--- Entries supplied Enclosed Below ---
// src/ingest/fetch.rs
use anyhow::{Context, Result};
use async_trait::async_trait;
use metrics::counter;
use std::time::Duration;

use crate::config::HarvestSettings;
use crate::ingest::types::PageFetcher;

pub const USER_AGENT: &str = "Mozilla/5.0 (X11; Linux x86_64) AppleWebKit/537.36 \
(KHTML, like Gecko) Chrome/124.0 Safari/537.36 JobSearchBot/1.0";

/// reqwest-backed fetcher with a bounded retry loop.
#[derive(Debug, Clone)]
pub struct HttpFetcher {
    client: reqwest::Client,
    retries: u32,
    backoff: Duration,
}

impl HttpFetcher {
    pub fn new(timeout: Duration, retries: u32, backoff: Duration) -> Result<Self> {
        let client = reqwest::Client::builder()
            .user_agent(USER_AGENT)
            .timeout(timeout)
            .build()
            .context("building http client")?;
        Ok(Self {
            client,
            retries: retries.max(1),
            backoff,
        })
    }

    pub fn from_settings(s: &HarvestSettings) -> Result<Self> {
        Self::new(s.http_timeout, s.http_retries, s.http_backoff)
    }

    async fn get_once(&self, url: &str) -> Result<String> {
        let resp = self
            .client
            .get(url)
            .send()
            .await
            .context("http get")?
            .error_for_status()
            .context("http status")?;
        resp.text().await.context("http .text()")
    }
}

#[async_trait]
impl PageFetcher for HttpFetcher {
    async fn get_text(&self, url: &str) -> Result<String> {
        let mut attempt = 1;
        loop {
            match self.get_once(url).await {
                Ok(body) => return Ok(body),
                Err(e) => {
                    tracing::warn!(
                        error = %format!("{e:#}"),
                        attempt,
                        retries = self.retries,
                        %url,
                        "request failed"
                    );
                    counter!("harvest_http_errors_total").increment(1);
                    if attempt >= self.retries {
                        return Err(e).with_context(|| format!("fetching {url}"));
                    }
                    tokio::time::sleep(self.backoff * attempt).await;
                    attempt += 1;
                }
            }
        }
    }
}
--- End of Enclosed Entries supplied ---
■ **Problem requirements**
Which lines of the data include the string "impl"? Copy each of them.

■ **Exercise response**
impl HttpFetcher {
impl PageFetcher for HttpFetcher {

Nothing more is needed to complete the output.